Overview
Does a Russian speaker who has two distinct words for “blue” (goluboy for light blue, siniy for dark blue) actually see the color differently than an English speaker? This is the central question of Linguistic Relativity. It challenges the idea that language is just a neutral code for expressing universal thoughts. Instead, it suggests language is a filter or a lens.
Core Idea
The core idea is Linguistic Relativity. Different languages carve up reality in different ways. If your language requires you to specify gender (e.g., “he/she”), you might pay more attention to gender than someone whose language doesn’t. If your language uses cardinal directions (“turn north”) instead of relative ones (“turn left”), you might have a better internal compass.
Formal Definition
The hypothesis that the structure of a language affects its speakers’ world view or cognition.
- Strong Version (Determinism): Language determines thought. You cannot think what you cannot say. (Largely discredited).
- Weak Version (Relativity): Language influences thought. It makes certain concepts easier to access or more salient. (Widely accepted).
Intuition
Imagine two people looking at a bridge.
- In German, “bridge” (Brücke) is feminine. German speakers describe bridges as “beautiful,” “elegant,” “slender.”
- In Spanish, “bridge” (puente) is masculine. Spanish speakers describe bridges as “strong,” “sturdy,” “towering.” The grammar of their language subtly nudges their poetic imagination.
Examples
- Color Terms: The Guugu Yimithirr people of Australia do not use “left” or “right.” They use “North,” “South,” “East,” “West.” Even for small things: “There is an ant on your south leg.” As a result, they have absolute orientation at all times, even in the dark.
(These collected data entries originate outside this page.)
use super::formulas::*;
use super::units::{format_moles, round2};
use super::*;
use proptest::prelude::*;

const DICYCLOPENTADIENE: &str = "C1C=CC2C1C3CC2C=C3";
const ENB: &str = "CC=C1CC2CC1C=C2";
const GRUBBS: &str = "GC2";
const TBP: &str = "CCCCOP(OCCCC)OCCCC";
const TOLUENE: &str = "Cc1ccccc1";
const CARBON_BLACK: &str = "[C]";

const COMPOUND_TABLE: &str = "\
SMILES,Component,Density (g/mL),Mwt. (g/mol)
C1C=CC2C1C3CC2C=C3,Dicyclopentadiene,0.98,132.2
CC=C1CC2CC1C=C2,5-Ethylidene-2-norbornene,0.893,120.19
GC2,Grubbs 2nd generation,,848.97
CCCCOP(OCCCC)OCCCC,Tributyl phosphite,0.925,250.31
Cc1ccccc1,Toluene,0.867,92.14
[C],Carbon black,,
";

fn db() -> CompoundDatabase {
    CompoundDatabase::from_reader(COMPOUND_TABLE.as_bytes()).unwrap()
}

fn monomer(db: &CompoundDatabase, smiles: &str, mass: f64) -> Sample {
    Sample::new(smiles, db, Role::Monomer, Some(mass), None).unwrap()
}

fn catalyst(db: &CompoundDatabase, mass: f64) -> Sample {
    Sample::new(GRUBBS, db, Role::Catalyst, Some(mass), None).unwrap()
}

fn assert_close(actual: f64, expected: f64) {
    assert!(
        (actual - expected).abs() < 1e-9,
        "expected {expected}, got {actual}"
    );
}

#[test]
fn test_chem_db() {
    let db = db();
    assert_eq!(db.len(), 6);
    assert!(db.exists(DICYCLOPENTADIENE));
    assert!(!db.exists("Phlogiston"));
    assert_eq!(db.density(DICYCLOPENTADIENE).unwrap(), 0.98);
    assert_eq!(db.molecular_weight(DICYCLOPENTADIENE).unwrap(), 132.2);
    assert_eq!(db.name(ENB).unwrap(), "5-Ethylidene-2-norbornene");
    assert!(db.density(GRUBBS).unwrap().is_nan());
    assert!(!db.is_empty());
    assert_eq!(db.iter().next().map(|r| r.smiles.as_str()), Some(DICYCLOPENTADIENE));
    assert!(CompoundDatabase::default().is_empty());
}

#[test]
fn test_duplicate_key_rejected() {
    let records = vec![
        CompoundRecord::new(TOLUENE, "Toluene", 0.867, 92.14),
        CompoundRecord::new(TOLUENE, "Methylbenzene", 0.867, 92.14),
    ];
    let err = CompoundDatabase::load(records).unwrap_err();
    assert!(matches!(err, ChemistryError::DuplicateKey(ref key) if key == TOLUENE));
}

#[test]
fn test_missing_key_column() {
    let err = CompoundDatabase::from_reader("Component,Density (g/mL)\nWater,1.0\n".as_bytes())
        .unwrap_err();
    assert!(matches!(err, ChemistryError::MissingColumn(_)));
}

#[test]
fn test_validate_all() {
    let db = db();
    assert!(db.validate_all([DICYCLOPENTADIENE, "", GRUBBS]).is_ok());

    let err = db.validate_all([ENB, "Phlogiston", CARBON_BLACK]).unwrap_err();
    assert!(matches!(err, ChemistryError::NotFound(ref s) if s == "Phlogiston"));

    let err = db.validate_all([ENB, CARBON_BLACK]).unwrap_err();
    assert!(matches!(err, ChemistryError::MissingMolecularWeight(ref s) if s == CARBON_BLACK));
    assert!(err.to_string().contains("does not have a molecular weight"));
}

#[test]
fn test_sample_from_mass() {
    let db = db();
    let sample = monomer(&db, DICYCLOPENTADIENE, 870.0);
    assert_eq!(sample.mass(), 870.0);
    assert_eq!(sample.observed_mass(), Some(870.0));
    assert_eq!(round2(sample.moles()), 6.58);
    assert_close(sample.derived_volume(), 870.0 / 0.98);
    assert_close(sample.resolved_volume(), 870.0 / 0.98);
}

#[test]
fn test_sample_from_volume() {
    let db = db();
    let sample = Sample::new(DICYCLOPENTADIENE, &db, Role::Monomer, None, Some(887.0)).unwrap();
    assert_close(sample.mass(), 869.26);
    assert_eq!(sample.observed_mass(), None);
    assert_eq!(sample.volume(), Some(887.0));
    assert_eq!(round2(sample.moles()), 6.58);
}

#[test]
fn test_volume_without_density_resolves_to_zero() {
    let db = db();
    let sample = Sample::new(GRUBBS, &db, Role::Inhibitor, None, Some(2.0)).unwrap();
    assert_eq!(sample.mass(), 0.0);
    assert_eq!(sample.moles(), 0.0);
    assert_eq!(mass_from_volume(5.0, f64::NAN), 0.0);
}

#[test]
fn test_sample_bad_values() {
    let db = db();
    assert!(matches!(
        Sample::new(DICYCLOPENTADIENE, &db, Role::Monomer, None, None),
        Err(ChemistryError::MissingQuantity)
    ));
    assert!(matches!(
        Sample::new(DICYCLOPENTADIENE, &db, Role::Monomer, Some(200.0), Some(100.0)),
        Err(ChemistryError::ConflictingQuantities)
    ));
    assert!(matches!(
        Sample::new("", &db, Role::Monomer, Some(1.0), None),
        Err(ChemistryError::MissingIdentifier)
    ));
    assert!(matches!(
        Sample::new("Phlogiston", &db, Role::Monomer, Some(1.0), None),
        Err(ChemistryError::NotFound(_))
    ));
}

#[test]
fn test_zero_quantity_counts_as_not_supplied() {
    let db = db();
    let sample = Sample::new(TOLUENE, &db, Role::Solvent, Some(0.0), Some(2.0)).unwrap();
    assert_eq!(sample.observed_mass(), None);
    assert_close(sample.mass(), 2.0 * 0.867);
}

#[test]
fn test_monomer_mol_percent() {
    let db = db();
    let monomers = vec![
        monomer(&db, DICYCLOPENTADIENE, 870.0),
        monomer(&db, ENB, 560.0),
    ];

    let first = monomer_mol_percent(&monomers[0], &monomers).unwrap();
    let second = monomer_mol_percent(&monomers[1], &monomers).unwrap();
    assert_eq!(first, 58.55);
    assert_eq!(second, 41.45);
    assert!((first + second - 100.0).abs() < 0.011);
}

#[test]
fn test_monomer_mol_percent_without_peers() {
    let db = db();
    let lone = monomer(&db, ENB, 10.0);
    let err = monomer_mol_percent(&lone, &[]).unwrap_err();
    assert!(matches!(err, ChemistryError::ZeroDenominator { .. }));
}

#[test]
fn test_monomer_volume_and_average_weight() {
    let db = db();
    let monomers = vec![
        monomer(&db, DICYCLOPENTADIENE, 98.0),
        monomer(&db, ENB, 89.3),
    ];
    assert_close(monomer_volume(&monomers), 200.0);

    let a = 98.0 / 132.2;
    let b = 89.3 / 120.19;
    let expected = (a * 132.2 + b * 120.19) / (a + b);
    assert_close(average_monomer_molecular_weight(&monomers).unwrap(), expected);
}

#[test]
fn test_catalyst_monomer_molar_ratio() {
    let db = db();
    let monomers = vec![
        monomer(&db, DICYCLOPENTADIENE, 870.0),
        monomer(&db, ENB, 560.0),
    ];
    let ratio = catalyst_monomer_molar_ratio(&catalyst(&db, 0.01), &monomers).unwrap();
    assert_eq!(ratio, 954261.59);

    let doubled = catalyst_monomer_molar_ratio(&catalyst(&db, 0.02), &monomers).unwrap();
    assert!(doubled < ratio);
}

#[test]
fn test_inhibitor_catalyst_molar_ratio() {
    let db = db();
    let inhibitor = Sample::new(TBP, &db, Role::Inhibitor, None, Some(0.005)).unwrap();
    let ratio = inhibitor_catalyst_molar_ratio(&inhibitor, &[catalyst(&db, 0.01)]).unwrap();
    assert_eq!(ratio, 1.57);

    let err = inhibitor_catalyst_molar_ratio(&inhibitor, &[]).unwrap_err();
    assert!(matches!(err, ChemistryError::ZeroDenominator { .. }));
}

#[test]
fn test_solvent_concentration_does_not_mutate() {
    let db = db();
    let solvent = Sample::new(TOLUENE, &db, Role::Solvent, Some(0.867), None).unwrap();
    let before = solvent.clone();

    assert_eq!(solvent_concentration(&solvent, &catalyst(&db, 0.01)).unwrap(), 100.0);
    assert_eq!(solvent, before);
    assert_eq!(solvent.volume(), None);

    let measured = Sample::new(TOLUENE, &db, Role::Solvent, None, Some(0.5)).unwrap();
    assert_eq!(solvent_concentration(&measured, &catalyst(&db, 0.25)).unwrap(), 2.0);
}

#[test]
fn test_additive_weight_percent() {
    let db = db();
    let monomers = vec![
        monomer(&db, DICYCLOPENTADIENE, 870.0),
        monomer(&db, ENB, 560.0),
    ];
    let additives = vec![Sample::new(TOLUENE, &db, Role::Additive, Some(10.0), None).unwrap()];
    let solvents = vec![Sample::new(TOLUENE, &db, Role::Solvent, None, Some(1.0)).unwrap()];
    let catalysts = vec![catalyst(&db, 0.01)];

    let percent =
        additive_weight_percent(&additives[0], &additives, &monomers, &catalysts, &solvents)
            .unwrap();
    assert_eq!(percent, 0.69);
}

#[test]
fn test_total_volume() {
    let db = db();
    let monomers = vec![monomer(&db, DICYCLOPENTADIENE, 98.0)];
    let additives = vec![
        Sample::new(TOLUENE, &db, Role::Additive, None, Some(3.0)).unwrap(),
        Sample::new(TOLUENE, &db, Role::Additive, Some(0.867), None).unwrap(),
    ];
    let inhibitor = Sample::new(TBP, &db, Role::Inhibitor, None, Some(0.5)).unwrap();
    let solvent = Sample::new(TOLUENE, &db, Role::Solvent, Some(1.734), None).unwrap();

    assert_close(additive_volume_total(&additives), 4.0);
    assert_close(
        total_volume(&additives, &monomers, &inhibitor, &solvent),
        4.0 + 100.0 + 0.5 + 2.0,
    );
}

#[test]
fn test_initiator_role_inference() {
    let db = db();
    let by_volume = Sample::initiator(TOLUENE, &db, None, None, Some(1.0)).unwrap();
    let by_mass = Sample::initiator(GRUBBS, &db, None, Some(0.01), None).unwrap();
    let explicit =
        Sample::initiator(TOLUENE, &db, Some(InitiatorRole::Catalyst), None, Some(1.0)).unwrap();

    assert_eq!(by_volume.initiator_role(), Some(InitiatorRole::Solvent));
    assert_eq!(by_mass.initiator_role(), Some(InitiatorRole::Catalyst));
    assert_eq!(explicit.initiator_role(), Some(InitiatorRole::Catalyst));
    assert_eq!(monomer(&db, ENB, 1.0).initiator_role(), None);
}

#[test]
fn test_initiator_summary() {
    let db = db();
    let initiators = vec![
        Sample::initiator(GRUBBS, &db, None, Some(0.003), None).unwrap(),
        Sample::initiator(TOLUENE, &db, None, None, Some(0.5)).unwrap(),
    ];
    let summary = InitiatorSummary::from_samples(&initiators);
    assert_close(summary.catalyst_mass, 0.003);
    assert_close(summary.solvent_volume, 0.5);

    let concentration = summary.concentration().unwrap();
    assert_close(concentration.mass_per_volume, 0.006);
    assert_close(
        concentration.moles_per_volume,
        (0.003 / 848.97) / (0.5 * 10e6),
    );

    let catalyst_only = InitiatorSummary::from_samples(&initiators[..1]);
    assert!(catalyst_only.concentration().is_none());
}

#[test]
fn test_round2_ties_to_even() {
    assert_eq!(round2(0.125), 0.12);
    assert_eq!(round2(0.625), 0.62);
    assert_eq!(round2(0.375), 0.38);
    assert_eq!(round2(-0.125), -0.12);
    assert_eq!(round2(58.5507), 58.55);
    assert_eq!(round2(1.126), 1.13);
}

#[test]
fn test_format_moles() {
    assert_eq!(format_moles(870.0 / 132.2), "6.58e+00");
    assert_eq!(format_moles(0.0012), "1.20e-03");
    assert_eq!(format_moles(12345.0), "1.23e+04");
    assert_eq!(format_moles(0.0), "0.00e+00");
    assert_eq!(format_moles(f64::NAN), "nan");
}

proptest! {
    #[test]
    fn prop_mass_only_sample(mass in 0.001f64..10_000.0) {
        let db = db();
        let sample = monomer(&db, DICYCLOPENTADIENE, mass);
        prop_assert_eq!(sample.derived_volume(), mass / 0.98);
        prop_assert_eq!(sample.moles(), mass / 132.2);
    }

    #[test]
    fn prop_volume_only_sample(volume in 0.001f64..10_000.0) {
        let db = db();
        let sample = Sample::new(ENB, &db, Role::Monomer, None, Some(volume)).unwrap();
        prop_assert_eq!(sample.mass(), volume * 0.893);

        let no_density = Sample::new(GRUBBS, &db, Role::Catalyst, None, Some(volume)).unwrap();
        prop_assert_eq!(no_density.mass(), 0.0);
    }

    #[test]
    fn prop_mol_percent_sums_to_hundred(masses in prop::collection::vec(0.1f64..1000.0, 1..8)) {
        let db = db();
        let monomers: Vec<Sample> = masses
            .iter()
            .enumerate()
            .map(|(i, &m)| monomer(&db, if i % 2 == 0 { DICYCLOPENTADIENE } else { ENB }, m))
            .collect();

        let total: f64 = monomers
            .iter()
            .map(|m| monomer_mol_percent(m, &monomers).unwrap())
            .sum();
        prop_assert!((total - 100.0).abs() <= 0.005 * monomers.len() as f64 + 1e-9);
    }

    #[test]
    fn prop_heavier_catalyst_lowers_ratio(mass in 0.001f64..1.0, extra in 0.5f64..10.0) {
        let db = db();
        let monomers = vec![monomer(&db, DICYCLOPENTADIENE, 870.0), monomer(&db, ENB, 560.0)];
        let light = catalyst_monomer_molar_ratio(&catalyst(&db, mass), &monomers).unwrap();
        let heavy = catalyst_monomer_molar_ratio(&catalyst(&db, mass * (1.0 + extra)), &monomers).unwrap();
        prop_assert!(heavy < light);
    }
}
- Time: English speakers think of time as horizontal (forward/back). Mandarin speakers often think of time as vertical (up/down). This affects how they gesture when talking about the future.
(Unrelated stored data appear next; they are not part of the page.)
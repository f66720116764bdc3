//! TOML configuration file support.
//!
//! Settings shared by every run can live in a config file instead of flags:
//!
//! ```toml
//! # polycure.toml
//! [extraction]
//! compound_table = "reference/compounds.csv"
//! pretty = true
//! ```
//!
//! `polycure.toml` in the working directory is picked up automatically;
//! `--config` points elsewhere. Flags always win over the file.

use anyhow::{Context, Result};
use serde::Deserialize;
use std::path::{Path, PathBuf};

/// Config file looked up in the working directory when `--config` is absent.
pub const DEFAULT_CONFIG_FILE: &str = "polycure.toml";

/// Root configuration structure for polycure.toml files.
#[derive(Debug, Default, Deserialize)]
pub struct Config {
    /// Extraction-specific settings.
    #[serde(default)]
    pub extraction: ExtractionConfig,
}

/// Configuration for the extract, validate and compound commands.
#[derive(Debug, Default, Deserialize)]
pub struct ExtractionConfig {
    /// Compound reference table (CSV).
    pub compound_table: Option<PathBuf>,

    /// Pretty-print the JSON output.
    pub pretty: Option<bool>,
}

impl Config {
    /// Load configuration from a TOML file.
    pub fn from_file(path: &Path) -> Result<Self> {
        let content = std::fs::read_to_string(path)
            .with_context(|| format!("Failed to read config file: {}", path.display()))?;

        Self::from_str(&content)
    }

    /// Parse configuration from a TOML string.
    pub fn from_str(content: &str) -> Result<Self> {
        toml::from_str(content).context("Failed to parse TOML configuration")
    }

    /// Explicit config file, else `polycure.toml` if present, else defaults.
    pub fn load(explicit: Option<&Path>) -> Result<Self> {
        match explicit {
            Some(path) => Self::from_file(path),
            None => {
                let fallback = Path::new(DEFAULT_CONFIG_FILE);
                if fallback.exists() {
                    log::info!("Using {}", fallback.display());
                    Self::from_file(fallback)
                } else {
                    Ok(Self::default())
                }
            }
        }
    }

    /// Compound table from the flag, falling back to the config file.
    pub fn compound_table(&self, flag: Option<PathBuf>) -> Result<PathBuf> {
        flag.or_else(|| self.extraction.compound_table.clone())
            .context("No compound table given: pass --compounds or set [extraction] compound_table")
    }

    /// Whether to pretty-print; `--compact` overrides the config file.
    pub fn pretty(&self, compact: bool) -> bool {
        !compact && self.extraction.pretty.unwrap_or(true)
    }
}

#[cfg(test)]
mod tests {
    use super::*;

    #[test]
    fn test_parse_config() {
        let toml = r#"
            [extraction]
            compound_table = "reference/compounds.csv"
            pretty = false
        "#;

        let config = Config::from_str(toml).unwrap();
        assert_eq!(
            config.extraction.compound_table,
            Some(PathBuf::from("reference/compounds.csv"))
        );
        assert_eq!(config.extraction.pretty, Some(false));
        assert!(!config.pretty(false));
    }

    #[test]
    fn test_flags_override_config() {
        let config = Config::from_str("[extraction]\ncompound_table = \"a.csv\"\n").unwrap();
        let table = config.compound_table(Some(PathBuf::from("b.csv"))).unwrap();
        assert_eq!(table, PathBuf::from("b.csv"));
        assert_eq!(config.compound_table(None).unwrap(), PathBuf::from("a.csv"));
        assert!(config.pretty(false));
        assert!(!config.pretty(true));
    }

    #[test]
    fn test_empty_config() {
        let config = Config::from_str("").unwrap();
        assert_eq!(config.extraction.compound_table, None);
        assert!(config.compound_table(None).is_err());
    }

    #[test]
    fn test_explicit_config_must_exist() {
        assert!(Config::load(Some(Path::new("/nonexistent/polycure.toml"))).is_err());
    }
}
- Snow: The famous (though often exaggerated) claim that Inuit people have “50 words for snow.” While the number is debated, the principle holds: specialists have more granular vocabulary, which allows them to perceive distinctions others miss.
Common Misconceptions
- “The Hopi have no concept of time”: Whorf famously claimed this, but it was later debunked. They do have time, just a different grammatical way of marking it.
- It’s a prison: Language doesn’t prevent you from thinking new thoughts (we can learn new concepts), but it creates “grooves” or habits of mind that are hard to break.
Related Concepts
- Universal Grammar: Noam Chomsky’s opposing theory that all languages share a deep, underlying structure and that thought is universal and innate, not culturally determined.
- Newsspeak: In Orwell’s 1984, the government destroys words to make “thoughtcrime” impossible—an example of the Strong Version of the hypothesis.
Applications
- Bilingualism: Learning a second language gives you a second soul (Charlemagne). It opens up a new way of categorizing the world.
- Political Correctness: The idea that changing language (e.g., using “firefighter” instead of “fireman”) can change social attitudes is based on the Sapir-Whorf hypothesis.
Criticism / Limitations
- Translatability: If language determined thought, translation would be impossible. But we can translate (even if imperfectly), suggesting a shared human cognitive base.
- Chicken and Egg: Does language shape culture, or does culture shape language? It is likely a feedback loop.
Further Reading
- Whorf, Benjamin Lee. Language, Thought, and Reality. 1956.
- Deutscher, Guy. Through the Language Glass: Why the World Looks Different in Other Languages. 2010.
- Lakoff, George. Metaphors We Live By. 1980.